I’m always dubious of inductive theories of the world, statements of truth seemingly pulled from nothing. For five years at The Fund we refused to box ourselves in. Prior to that, in setting up Two Culture Capital with my best friend Simon Wagner, I told him, “let’s quietly invest in great founders and companies and not talk about it.” But over time, over a dozen years and close to 400 investments into 300+ companies, there comes a time when the noise of what you like, and where you find value, starts to show some signal, and you can deduce a pattern, or a taxonomy to describe it.

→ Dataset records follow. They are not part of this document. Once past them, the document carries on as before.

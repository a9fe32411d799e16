//! HTTP handlers for procurement endpoints

use axum::{
    extract::{Path, Query, State},
    Json,
};
use serde::Deserialize;
use uuid::Uuid;

use crate::error::AppResult;
use crate::services::procurement::{CreateRequestInput, MaterialRequest, ProcurementService};
use crate::AppState;
use shared::models::MaterialShortage;

#[derive(Debug, Default, Deserialize)]
pub struct ListRequestsQuery {
    pub status: Option<String>,
}

/// Current shortage report across all active orders
pub async fn list_shortages(
    State(state): State<AppState>,
) -> AppResult<Json<Vec<MaterialShortage>>> {
    let service = ProcurementService::new(state.db);
    let shortages = service.list_shortages().await?;
    Ok(Json(shortages))
}

/// Create a material request
pub async fn create_request(
    State(state): State<AppState>,
    Json(input): Json<CreateRequestInput>,
) -> AppResult<Json<MaterialRequest>> {
    let service = ProcurementService::new(state.db);
    let request = service.create_request(input).await?;
    Ok(Json(request))
}

/// Get a material request
pub async fn get_request(
    State(state): State<AppState>,
    Path(request_id): Path<Uuid>,
) -> AppResult<Json<MaterialRequest>> {
    let service = ProcurementService::new(state.db);
    let request = service.get_request(request_id).await?;
    Ok(Json(request))
}

/// List material requests
pub async fn list_requests(
    State(state): State<AppState>,
    Query(query): Query<ListRequestsQuery>,
) -> AppResult<Json<Vec<MaterialRequest>>> {
    let service = ProcurementService::new(state.db);
    let requests = service.list_requests(query.status).await?;
    Ok(Json(requests))
}

/// Approve a pending request
pub async fn approve_request(
    State(state): State<AppState>,
    Path(request_id): Path<Uuid>,
) -> AppResult<Json<MaterialRequest>> {
    let service = ProcurementService::new(state.db);
    let request = service.approve_request(request_id).await?;
    Ok(Json(request))
}

/// Reject a pending request
pub async fn reject_request(
    State(state): State<AppState>,
    Path(request_id): Path<Uuid>,
) -> AppResult<Json<MaterialRequest>> {
    let service = ProcurementService::new(state.db);
    let request = service.reject_request(request_id).await?;
    Ok(Json(request))
}

/// Mark an approved request fulfilled
pub async fn fulfill_request(
    State(state): State<AppState>,
    Path(request_id): Path<Uuid>,
) -> AppResult<Json<MaterialRequest>> {
    let service = ProcurementService::new(state.db);
    let request = service.mark_fulfilled(request_id).await?;
    Ok(Json(request))
}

This was the articulation of the “Table Stakes” thesis. Based on an investment a week over close to six years, seeing what we actually find interesting and where we see the world consolidating was around three themes of Money, Health, and Work.

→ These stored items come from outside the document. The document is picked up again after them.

//! Name-keyed requirement accumulator
//!
//! The shortage pipeline is a fold of assignment requirements into one
//! of these, followed by BOM explosion and netting. Keeping the merge
//! rules in a dedicated type keeps the pipeline itself declarative.

use rust_decimal::Decimal;
use std::collections::HashMap;
use uuid::Uuid;

use crate::planning::requirements::RequiredMaterial;
use crate::types::MaterialKey;

/// One accumulated material row, before and after netting
#[derive(Debug, Clone)]
pub struct ShortageEntry {
    /// First-seen spelling of the material name
    pub name: String,
    pub required: Decimal,
    pub available: Decimal,
    pub shortage: Decimal,
    pub unit: String,
    pub category: String,
    pub subcategory: Option<String>,
    pub kit_names: Vec<String>,
    pub program_names: Vec<String>,
    pub inventory_item_id: Option<Uuid>,
}

/// Accumulates requirements keyed by normalized material name,
/// preserving first-insertion order for deterministic output.
#[derive(Debug, Default)]
pub struct RequirementAccumulator {
    entries: HashMap<MaterialKey, ShortageEntry>,
    order: Vec<MaterialKey>,
}

fn push_unique(names: &mut Vec<String>, name: &str) {
    if !name.is_empty() && !names.iter().any(|n| n == name) {
        names.push(name.to_string());
    }
}

impl RequirementAccumulator {
    pub fn new() -> Self {
        Self::default()
    }

    /// Merge one aggregated requirement line, tagging the contributing
    /// kit and program. Sums `required` on name collision; the first
    /// spelling, unit and category win.
    pub fn merge(&mut self, material: &RequiredMaterial, kit_name: &str, program_name: &str) {
        let key = MaterialKey::new(&material.line.name);
        match self.entries.get_mut(&key) {
            Some(entry) => {
                entry.required += material.line.quantity;
                push_unique(&mut entry.kit_names, kit_name);
                push_unique(&mut entry.program_names, program_name);
            }
            None => {
                let mut kit_names = Vec::new();
                let mut program_names = Vec::new();
                push_unique(&mut kit_names, kit_name);
                push_unique(&mut program_names, program_name);
                self.entries.insert(
                    key.clone(),
                    ShortageEntry {
                        name: material.line.name.clone(),
                        required: material.line.quantity,
                        available: Decimal::ZERO,
                        shortage: Decimal::ZERO,
                        unit: material.line.unit.clone(),
                        category: material.category.clone(),
                        subcategory: material.line.subcategory.clone(),
                        kit_names,
                        program_names,
                        inventory_item_id: material.line.inventory_item_id,
                    },
                );
                self.order.push(key);
            }
        }
    }

    /// Add upstream demand derived by BOM explosion. Returns `true` if
    /// this created a new entry (the caller then enqueues the key).
    /// The derived entry's shortage stays zero until the key itself is
    /// processed.
    pub fn add_derived(
        &mut self,
        name: &str,
        required: Decimal,
        unit: &str,
        category: String,
        kit_names: &[String],
        program_names: &[String],
    ) -> bool {
        let key = MaterialKey::new(name);
        match self.entries.get_mut(&key) {
            Some(entry) => {
                entry.required += required;
                for kit in kit_names {
                    push_unique(&mut entry.kit_names, kit);
                }
                for program in program_names {
                    push_unique(&mut entry.program_names, program);
                }
                false
            }
            None => {
                self.entries.insert(
                    key.clone(),
                    ShortageEntry {
                        name: name.to_string(),
                        required,
                        available: Decimal::ZERO,
                        shortage: Decimal::ZERO,
                        unit: unit.to_string(),
                        category,
                        subcategory: None,
                        kit_names: kit_names.to_vec(),
                        program_names: program_names.to_vec(),
                        inventory_item_id: None,
                    },
                );
                self.order.push(key);
                true
            }
        }
    }

    pub fn get(&self, key: &MaterialKey) -> Option<&ShortageEntry> {
        self.entries.get(key)
    }

    pub fn get_mut(&mut self, key: &MaterialKey) -> Option<&mut ShortageEntry> {
        self.entries.get_mut(key)
    }

    /// Keys currently present, in first-insertion order
    pub fn keys(&self) -> Vec<MaterialKey> {
        self.order.clone()
    }

    pub fn is_empty(&self) -> bool {
        self.order.is_empty()
    }

    /// Consume the accumulator, yielding entries in insertion order
    pub fn finalize(mut self) -> Vec<ShortageEntry> {
        self.order
            .iter()
            .filter_map(|key| self.entries.remove(key))
            .collect()
    }
}

#[cfg(test)]
mod tests {
    use super::*;
    use crate::models::MaterialLine;

    fn required(name: &str, qty: i64, category: &str) -> RequiredMaterial {
        RequiredMaterial {
            line: MaterialLine {
                name: name.to_string(),
                quantity: Decimal::from(qty),
                unit: "pcs".to_string(),
                subcategory: None,
                notes: None,
                inventory_item_id: None,
            },
            category: category.to_string(),
        }
    }

    #[test]
    fn merge_sums_required_across_case_variants() {
        let mut acc = RequirementAccumulator::new();
        acc.merge(&required("LED", 4, "Main Component"), "Kit A", "Program 1");
        acc.merge(&required("led", 6, "Spare Kit"), "Kit B", "Program 1");

        let entries = acc.finalize();
        assert_eq!(entries.len(), 1);
        assert_eq!(entries[0].name, "LED");
        assert_eq!(entries[0].required, Decimal::from(10));
        assert_eq!(entries[0].category, "Main Component");
        assert_eq!(entries[0].kit_names, vec!["Kit A", "Kit B"]);
        assert_eq!(entries[0].program_names, vec!["Program 1"]);
    }

    #[test]
    fn finalize_preserves_first_insertion_order() {
        let mut acc = RequirementAccumulator::new();
        acc.merge(&required("Zinc", 1, "Bulk Material"), "Kit A", "P");
        acc.merge(&required("Alum", 1, "Bulk Material"), "Kit A", "P");
        acc.merge(&required("Zinc", 1, "Bulk Material"), "Kit B", "P");

        let names: Vec<_> = acc.finalize().into_iter().map(|e| e.name).collect();
        assert_eq!(names, vec!["Zinc", "Alum"]);
    }

    #[test]
    fn add_derived_reports_new_entries() {
        let mut acc = RequirementAccumulator::new();
        acc.merge(&required("Packet A", 10, "Main Component"), "Kit A", "P");

        let tags = vec!["Kit A".to_string()];
        assert!(acc.add_derived("Wire", Decimal::from(28), "m", "x".into(), &tags, &tags));
        assert!(!acc.add_derived("wire", Decimal::from(2), "m", "y".into(), &tags, &tags));

        let wire = acc.get(&MaterialKey::new("Wire")).unwrap();
        assert_eq!(wire.required, Decimal::from(30));
        assert_eq!(wire.shortage, Decimal::ZERO);
    }
}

I wouldn’t claim that we’re “data driven,” because that’s far too boring and pedestrian, but I would say that we’ve listened to our own interests, value statements, and to some small degree success, to design a thesis that is both broad yet informative.
What’s most interesting about a thesis is that it creates lines beyond which the burden of proof is higher to break your proposed rules. Interestingly, while we’ll mostly adhere to this thesis, when you do deviate it’s perhaps because you have greater conviction. Interestingly these deviations often lead to outsized returns. I was speaking to my friend Carl, a partner at Swedish firm Creandum recently, and he mentioned how they do not invest in LatAm, yet the few times they had were into unicorn startups. They “didn’t do it,” yet when they had it proved wildly successful. The reason, I believe, is because the burden of proof for deviation, or drawing outside the lines, is higher. As such you probably do more homework, get more comfort, and have higher belief when you do break the rules that it’s all worth doing. As such, we have a thesis almost insofar as we can break it to find the irreverent parts of ourselves.
For us at Everywhere Ventures, Jenny and I “don’t do consumer,” yet some of our best performing companies like Pair Eyewear are in this category. And for me personally, the consumer super app of the Philippines, Kumu, which has raised over $100 million from General Atlantic, started on my couch in Brooklyn. One might point to luck, or randomness, but as any thesis is by definition a lowest common denominator descriptor, the only way you generate alpha is by being contrarian, and correct. So having rules is most useful to litmus test your own conviction in when to break them.